---- Data for review

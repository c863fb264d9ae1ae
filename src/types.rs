use std::fmt;
use std::path::PathBuf;

/// Glyph used to render masked input and masked values.
pub const MASK_GLYPH: char = '*';

/// How a field is displayed while editing or listing.
#[derive(Debug, Clone, Copy, PartialEq, Eq, Default)]
pub enum SecrecyMode {
    /// Shown as-is.
    #[default]
    None,
    /// Never echoed; not editable in place.
    Hide,
    /// Echoed as [`MASK_GLYPH`]; not editable in place.
    Mask,
}

impl From<&str> for SecrecyMode {
    /// `"mask"` masks, any other non-empty tag (`"true"`, `"hide"`, ...) hides.
    fn from(tag: &str) -> Self {
        match tag.trim() {
            "" => SecrecyMode::None,
            "mask" => SecrecyMode::Mask,
            _ => SecrecyMode::Hide,
        }
    }
}

/// Declared kind of a bound field, as reported by its `Serialize` impl.
///
/// `isize`/`usize` serialize as 64-bit integers and show up as `I64`/`U64`.
#[derive(Debug, Clone, Copy, PartialEq, Eq)]
pub enum ValueKind {
    String,
    Bool,
    I8,
    I16,
    I32,
    I64,
    U8,
    U16,
    U32,
    U64,
    F32,
    F64,
    /// Anything without a flat textual form: options, sequences, maps,
    /// nested structs, enums, chars.
    Unsupported(&'static str),
}

impl fmt::Display for ValueKind {
    fn fmt(&self, f: &mut fmt::Formatter<'_>) -> fmt::Result {
        let name = match self {
            ValueKind::String => "string",
            ValueKind::Bool => "bool",
            ValueKind::I8 => "i8",
            ValueKind::I16 => "i16",
            ValueKind::I32 => "i32",
            ValueKind::I64 => "i64",
            ValueKind::U8 => "u8",
            ValueKind::U16 => "u16",
            ValueKind::U32 => "u32",
            ValueKind::U64 => "u64",
            ValueKind::F32 => "f32",
            ValueKind::F64 => "f64",
            ValueKind::Unsupported(label) => *label,
        };
        f.write_str(name)
    }
}

/// Current value of a bound field.
#[derive(Debug, Clone, PartialEq)]
pub enum FieldValue {
    /// `Option::None`.
    Absent,
    Bool(bool),
    Int(i64),
    Uint(u64),
    F32(f32),
    F64(f64),
    Str(String),
    /// A compound value with no flat textual form.
    Opaque,
}

impl FieldValue {
    /// Textual form used for prompts and the env file. `None` for values that
    /// have no text (absent or opaque).
    pub fn to_text(&self) -> Option<String> {
        match self {
            FieldValue::Absent | FieldValue::Opaque => None,
            other => Some(other.to_string()),
        }
    }
}

impl fmt::Display for FieldValue {
    fn fmt(&self, f: &mut fmt::Formatter<'_>) -> fmt::Result {
        match self {
            FieldValue::Absent | FieldValue::Opaque => Ok(()),
            FieldValue::Bool(b) => write!(f, "{b}"),
            FieldValue::Int(i) => write!(f, "{i}"),
            FieldValue::Uint(u) => write!(f, "{u}"),
            FieldValue::F32(v) => write!(f, "{v}"),
            FieldValue::F64(v) => write!(f, "{v}"),
            FieldValue::Str(s) => f.write_str(s),
        }
    }
}

/// One environment-bound field found on a config struct.
///
/// Built fresh by every call to [`fields`](crate::fields); never cached.
#[derive(Debug, Clone, PartialEq)]
pub struct FieldDescriptor {
    /// Environment variable name.
    pub name: String,
    /// Rust field name.
    pub field: &'static str,
    pub kind: ValueKind,
    pub value: FieldValue,
    pub secrecy: SecrecyMode,
}

impl FieldDescriptor {
    /// The value as it may be shown to a user: `<suppressed>` for hidden
    /// fields, one mask glyph per character for masked fields.
    pub fn display_value(&self) -> String {
        let text = self.value.to_string();
        match self.secrecy {
            SecrecyMode::None => text,
            SecrecyMode::Hide => "<suppressed>".to_string(),
            SecrecyMode::Mask => MASK_GLYPH.to_string().repeat(text.chars().count()),
        }
    }
}

/// Where the env file lives.
#[derive(Debug, Clone, PartialEq, Default)]
pub enum FileLocation {
    /// Platform config directory (XDG on Linux, ~/Library/Application Support on macOS).
    #[default]
    Platform,
    /// A subdirectory under the user's home directory, e.g. `Home(".myapp")`.
    Home(&'static str),
    /// Current working directory.
    Cwd,
    /// An explicit directory.
    Path(PathBuf),
}

/// A config operation, independent of any CLI framework.
/// The CLI layer converts parsed clap args into this.
#[derive(Debug, Clone, PartialEq)]
pub enum ConfigAction {
    /// Load and list the current values.
    Show,
    /// Load, edit interactively, save, and list the result.
    Edit,
}

#[cfg(test)]
mod tests {
    use super::*;

    #[test]
    fn secrecy_from_tag() {
        assert_eq!(SecrecyMode::from(""), SecrecyMode::None);
        assert_eq!(SecrecyMode::from("true"), SecrecyMode::Hide);
        assert_eq!(SecrecyMode::from("hide"), SecrecyMode::Hide);
        assert_eq!(SecrecyMode::from("mask"), SecrecyMode::Mask);
        assert_eq!(SecrecyMode::from("anything"), SecrecyMode::Hide);
    }

    #[test]
    fn value_text() {
        assert_eq!(FieldValue::Str("a b".into()).to_text().as_deref(), Some("a b"));
        assert_eq!(FieldValue::Bool(true).to_text().as_deref(), Some("true"));
        assert_eq!(FieldValue::Int(-8).to_text().as_deref(), Some("-8"));
        assert_eq!(FieldValue::F32(2.5).to_text().as_deref(), Some("2.5"));
        assert_eq!(FieldValue::Absent.to_text(), None);
        assert_eq!(FieldValue::Opaque.to_text(), None);
    }

    fn descriptor(value: &str, secrecy: SecrecyMode) -> FieldDescriptor {
        FieldDescriptor {
            name: "SSN".into(),
            field: "ssn",
            kind: ValueKind::String,
            value: FieldValue::Str(value.into()),
            secrecy,
        }
    }

    #[test]
    fn display_value_applies_secrecy() {
        assert_eq!(descriptor("1234", SecrecyMode::None).display_value(), "1234");
        assert_eq!(descriptor("1234", SecrecyMode::Mask).display_value(), "****");
        assert_eq!(
            descriptor("1234", SecrecyMode::Hide).display_value(),
            "<suppressed>"
        );
    }
}
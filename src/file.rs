//! Env file location.
//!
//! Each [`FileLocation`] resolves to a single directory; the env file is
//! `{dir}/{file_name}`. Only [`FileLocation::Platform`] needs the app name,
//! which it passes to `directories::ProjectDirs` (e.g. `~/.config/{app_name}/`
//! on Linux).

use std::path::PathBuf;

use crate::error::EnvfigError;
use crate::types::FileLocation;

/// Resolve `location` to a concrete directory.
pub fn resolve_location(
    location: &FileLocation,
    app_name: Option<&str>,
) -> Result<PathBuf, EnvfigError> {
    match location {
        FileLocation::Platform => {
            let app_name = app_name.ok_or(EnvfigError::AppNameRequired)?;
            let proj = directories::ProjectDirs::from("", "", app_name)
                .ok_or(EnvfigError::NoConfigDir)?;
            Ok(proj.config_dir().to_path_buf())
        }
        FileLocation::Home(subdir) => {
            let user = directories::UserDirs::new().ok_or(EnvfigError::NoConfigDir)?;
            Ok(user.home_dir().join(subdir))
        }
        FileLocation::Cwd => std::env::current_dir().map_err(|e| EnvfigError::Io {
            path: PathBuf::from("."),
            source: e,
        }),
        FileLocation::Path(p) => Ok(p.clone()),
    }
}

/// Full path of the env file named `file_name` under `location`.
pub fn config_file_path(
    location: &FileLocation,
    app_name: Option<&str>,
    file_name: &str,
) -> Result<PathBuf, EnvfigError> {
    Ok(resolve_location(location, app_name)?.join(file_name))
}

#[cfg(test)]
mod tests {
    use super::*;
    use std::path::Path;
    use tempfile::TempDir;

    #[test]
    fn resolve_explicit_path() {
        let dir = TempDir::new().unwrap();
        let resolved =
            resolve_location(&FileLocation::Path(dir.path().to_path_buf()), None).unwrap();
        assert_eq!(resolved, dir.path());
    }

    #[test]
    fn explicit_path_joins_file_name() {
        let path = config_file_path(
            &FileLocation::Path(PathBuf::from("/etc/myapp")),
            None,
            "myapp.env",
        )
        .unwrap();
        assert_eq!(path, Path::new("/etc/myapp/myapp.env"));
    }

    #[test]
    fn platform_requires_app_name() {
        let err = resolve_location(&FileLocation::Platform, None).unwrap_err();
        assert!(matches!(err, EnvfigError::AppNameRequired));
    }

    #[test]
    fn platform_ends_with_app_dir() {
        // Only meaningful where a home directory is known.
        if let Ok(dir) = resolve_location(&FileLocation::Platform, Some("envfig-test-app")) {
            assert!(dir.to_string_lossy().contains("envfig-test-app"));
        }
    }

    #[test]
    fn home_joins_subdir() {
        if let Ok(dir) = resolve_location(&FileLocation::Home(".myapp"), None) {
            assert!(dir.ends_with(".myapp"));
        }
    }

    #[test]
    fn cwd_resolves_to_current_dir() {
        let cwd = std::env::current_dir().unwrap();
        assert_eq!(resolve_location(&FileLocation::Cwd, None).unwrap(), cwd);
    }
}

--------

● Task instructions
Check the entries above for the word "filename" and copy every line where it turns up.

● Your response
filename src/types.rs
filename src/file.rs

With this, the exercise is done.